Non solo. La ricerca, avvalendosi della collaborazione di Spartaco Santi, ricercatore dell’Istituto di Genetica Molecolare del CNR di Bologna, ha anche riprodotto in vitro un modello neuronale per comprendere come l’aumento della produzione di vescicole determina lo sviluppo della sindrome.
"Abbiamo scoperto che le vescicole, quando incontrano i neuroni del sistema nervoso centrale, non li uccidono (e quindi non sono tossiche) ma li stressano", aggiunge Massimiliano Bonafè. "Questa reazione da stress, poi, può essere misurata attraverso altre vescicole prodotte dai neuroni".
Lo studio rappresenta un grande risultato per la Piattaforma di Immunobiologia dei trapianti e delle terapie cellulari, nata nel 2022 per mettere in rete le risorse e le competenze dei ricercatori dell’IRCCS Policlinico di Sant’Orsola e dell’Università di Bologna e divenuta ben presto un modello da imitare.
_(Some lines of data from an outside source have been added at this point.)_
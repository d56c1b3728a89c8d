//! An in-memory, single-mutex reference implementation of [`LockBackend`].
//!
//! The single `tokio::sync::Mutex` guarding all state stands in for "one
//! Lua script" or "one SQL transaction": every operation below runs to
//! completion without interleaving with any other operation on this
//! backend, which is exactly the end-to-end atomicity a real adapter must
//! provide. This is a test double, not a production backend — it has no
//! TTL-driven background reaper and holds everything in process memory.

use async_trait::async_trait;
use fencelock_backend::{
    AcquireOutcome, BackendCapabilities, CancellationToken, LockBackend, LookupQuery,
    LookupResult, MutationResult, SanitizedLockInfo, TimeAuthority,
};
use fencelock_core::{
    hash_key, is_live, make_fence_key, make_storage_key, Clock, CoreError, FenceCounterRecord,
    FenceToken, LockId, LockRecord, SystemClock, UserKey, TIME_TOLERANCE_MS,
};
use std::collections::HashMap;
use std::sync::Arc;
use tokio::sync::Mutex;

/// Guard beyond the liveness tolerance before `is_locked` opportunistically
/// reclaims a record observed well past its expiry.
const CLEANUP_GUARD_MS: i64 = 2_000;

#[derive(Default)]
struct State {
    records: HashMap<String, LockRecord>,
    reverse: HashMap<String, String>,
    fences: HashMap<String, FenceCounterRecord>,
}

pub struct InMemoryBackend {
    prefix: String,
    limit: usize,
    reserve: usize,
    clock: Arc<dyn Clock>,
    state: Mutex<State>,
}

impl InMemoryBackend {
    pub fn new(prefix: impl Into<String>) -> Self {
        Self::with_clock(prefix, Arc::new(SystemClock))
    }

    pub fn with_clock(prefix: impl Into<String>, clock: Arc<dyn Clock>) -> Self {
        InMemoryBackend {
            prefix: prefix.into(),
            limit: 512,
            reserve: 32,
            clock,
            state: Mutex::new(State::default()),
        }
    }

    fn check_cancelled(cancellation: Option<&CancellationToken>) -> Result<(), CoreError> {
        if cancellation.map(|t| t.is_cancelled()).unwrap_or(false) {
            return Err(CoreError::aborted());
        }
        Ok(())
    }

    fn validate_ttl(ttl_ms: i64) -> Result<(), CoreError> {
        if ttl_ms <= 0 {
            return Err(CoreError::invalid_argument(
                "ttlMs must be a positive integer",
            ));
        }
        Ok(())
    }
}

#[async_trait]
impl LockBackend for InMemoryBackend {
    fn capabilities(&self) -> BackendCapabilities {
        BackendCapabilities {
            supports_fencing: true,
            time_authority: TimeAuthority::Server,
        }
    }

    async fn acquire(
        &self,
        key: &UserKey,
        ttl_ms: i64,
        cancellation: Option<&CancellationToken>,
    ) -> Result<AcquireOutcome, CoreError> {
        Self::check_cancelled(cancellation)?;
        Self::validate_ttl(ttl_ms)?;
        let storage_key = make_storage_key(&self.prefix, key, self.limit, self.reserve)?;
        let fence_key = make_fence_key(&self.prefix, key, self.limit, self.reserve)?;
        let now = self.clock.now_ms();

        let mut state = self.state.lock().await;
        if let Some(existing) = state.records.get(storage_key.as_str()) {
            if existing.is_live(now, TIME_TOLERANCE_MS) {
                return Ok(AcquireOutcome::Locked);
            }
        }

        let current_value = state
            .fences
            .get(fence_key.as_str())
            .map(|c| c.value)
            .unwrap_or(0);
        let fence = FenceToken::new(current_value + 1)?;
        if fence.is_near_capacity() {
            tracing::warn!(
                key_hash = %hash_key(key.as_str()),
                fence = %fence,
                "fence counter has crossed the operator-visible capacity warning threshold"
            );
        }
        state.fences.insert(
            fence_key.as_str().to_string(),
            FenceCounterRecord { value: fence.value() },
        );

        let lock_id = LockId::generate()?;
        let expires_at_ms = now + ttl_ms;
        let record = LockRecord {
            storage_key: storage_key.clone(),
            lock_id: lock_id.clone(),
            acquired_at_ms: now,
            expires_at_ms,
            fence: Some(fence),
            key: key.clone(),
        };

        state
            .reverse
            .insert(lock_id.as_str().to_string(), storage_key.as_str().to_string());
        state
            .records
            .insert(storage_key.as_str().to_string(), record);

        Ok(AcquireOutcome::Acquired {
            lock_id,
            expires_at_ms,
            fence: Some(fence),
        })
    }

    async fn release(
        &self,
        lock_id: &LockId,
        cancellation: Option<&CancellationToken>,
    ) -> Result<MutationResult, CoreError> {
        Self::check_cancelled(cancellation)?;
        let now = self.clock.now_ms();
        let mut state = self.state.lock().await;

        let Some(storage_key) = state.reverse.get(lock_id.as_str()).cloned() else {
            return Ok(MutationResult::failure(
                fencelock_core::MutationOutcome::NeverExisted,
            ));
        };

        let Some(record) = state.records.get(&storage_key) else {
            state.reverse.remove(lock_id.as_str());
            return Ok(MutationResult::failure(
                fencelock_core::MutationOutcome::NeverExisted,
            ));
        };

        if record.lock_id != *lock_id {
            state.reverse.remove(lock_id.as_str());
            return Ok(MutationResult::failure(
                fencelock_core::MutationOutcome::OwnershipMismatch,
            ));
        }

        if !record.is_live(now, TIME_TOLERANCE_MS) {
            state.records.remove(&storage_key);
            state.reverse.remove(lock_id.as_str());
            return Ok(MutationResult::failure(
                fencelock_core::MutationOutcome::ObservableExpired,
            ));
        }

        state.records.remove(&storage_key);
        state.reverse.remove(lock_id.as_str());
        Ok(MutationResult::success(None))
    }

    async fn extend(
        &self,
        lock_id: &LockId,
        ttl_ms: i64,
        cancellation: Option<&CancellationToken>,
    ) -> Result<MutationResult, CoreError> {
        Self::check_cancelled(cancellation)?;
        Self::validate_ttl(ttl_ms)?;
        let now = self.clock.now_ms();
        let mut state = self.state.lock().await;

        let Some(storage_key) = state.reverse.get(lock_id.as_str()).cloned() else {
            return Ok(MutationResult::failure(
                fencelock_core::MutationOutcome::NeverExisted,
            ));
        };

        let is_owner_live = {
            let Some(record) = state.records.get(&storage_key) else {
                state.reverse.remove(lock_id.as_str());
                return Ok(MutationResult::failure(
                    fencelock_core::MutationOutcome::NeverExisted,
                ));
            };
            if record.lock_id != *lock_id {
                state.reverse.remove(lock_id.as_str());
                return Ok(MutationResult::failure(
                    fencelock_core::MutationOutcome::OwnershipMismatch,
                ));
            }
            record.is_live(now, TIME_TOLERANCE_MS)
        };

        if !is_owner_live {
            return Ok(MutationResult::failure(
                fencelock_core::MutationOutcome::ObservableExpired,
            ));
        }

        let new_expiry = now + ttl_ms;
        if let Some(record) = state.records.get_mut(&storage_key) {
            record.expires_at_ms = new_expiry;
        }
        Ok(MutationResult::success(Some(new_expiry)))
    }

    async fn is_locked(
        &self,
        key: &UserKey,
        cancellation: Option<&CancellationToken>,
    ) -> Result<bool, CoreError> {
        Self::check_cancelled(cancellation)?;
        let storage_key = make_storage_key(&self.prefix, key, self.limit, self.reserve)?;
        let now = self.clock.now_ms();
        let mut state = self.state.lock().await;

        let Some(record) = state.records.get(storage_key.as_str()) else {
            return Ok(false);
        };

        if is_live(record.expires_at_ms, now, TIME_TOLERANCE_MS) {
            return Ok(true);
        }

        if record.expires_at_ms <= now - TIME_TOLERANCE_MS - CLEANUP_GUARD_MS {
            let lock_id = record.lock_id.as_str().to_string();
            state.records.remove(storage_key.as_str());
            state.reverse.remove(&lock_id);
        }
        Ok(false)
    }

    async fn lookup(
        &self,
        query: LookupQuery,
        cancellation: Option<&CancellationToken>,
    ) -> Result<LookupResult, CoreError> {
        Self::check_cancelled(cancellation)?;
        let now = self.clock.now_ms();
        let state = self.state.lock().await;

        let record = match query {
            LookupQuery::ByKey(key) => {
                let storage_key = make_storage_key(&self.prefix, &key, self.limit, self.reserve)?;
                state.records.get(storage_key.as_str()).cloned()
            }
            LookupQuery::ByLockId(lock_id) => {
                let storage_key = state.reverse.get(lock_id.as_str()).cloned();
                storage_key.and_then(|sk| {
                    state.records.get(&sk).filter(|r| r.lock_id == lock_id).cloned()
                })
            }
        };

        let Some(record) = record else {
            return Ok(None);
        };
        if !record.is_live(now, TIME_TOLERANCE_MS) {
            return Ok(None);
        }

        Ok(Some(SanitizedLockInfo {
            key_hash: hash_key(record.key.as_str()),
            lock_id_hash: hash_key(record.lock_id.as_str()),
            expires_at_ms: record.expires_at_ms,
            acquired_at_ms: record.acquired_at_ms,
            fence: record.fence,
        }))
    }
}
"Siamo una quindicina tra biologi ed ematologi – conclude Francesca Bonifazi – afferenti a IRCCS Policlinico di Sant’Orsola o all’Università di Bologna, per ottenere grandi risultati è necessario un lavoro di squadra. E questo studio lo conferma: le prime due firme sono di un ricercatore sanitario IRCCS e di un dottorando UNIBO, Gianluca Storci e Francesco De Felice".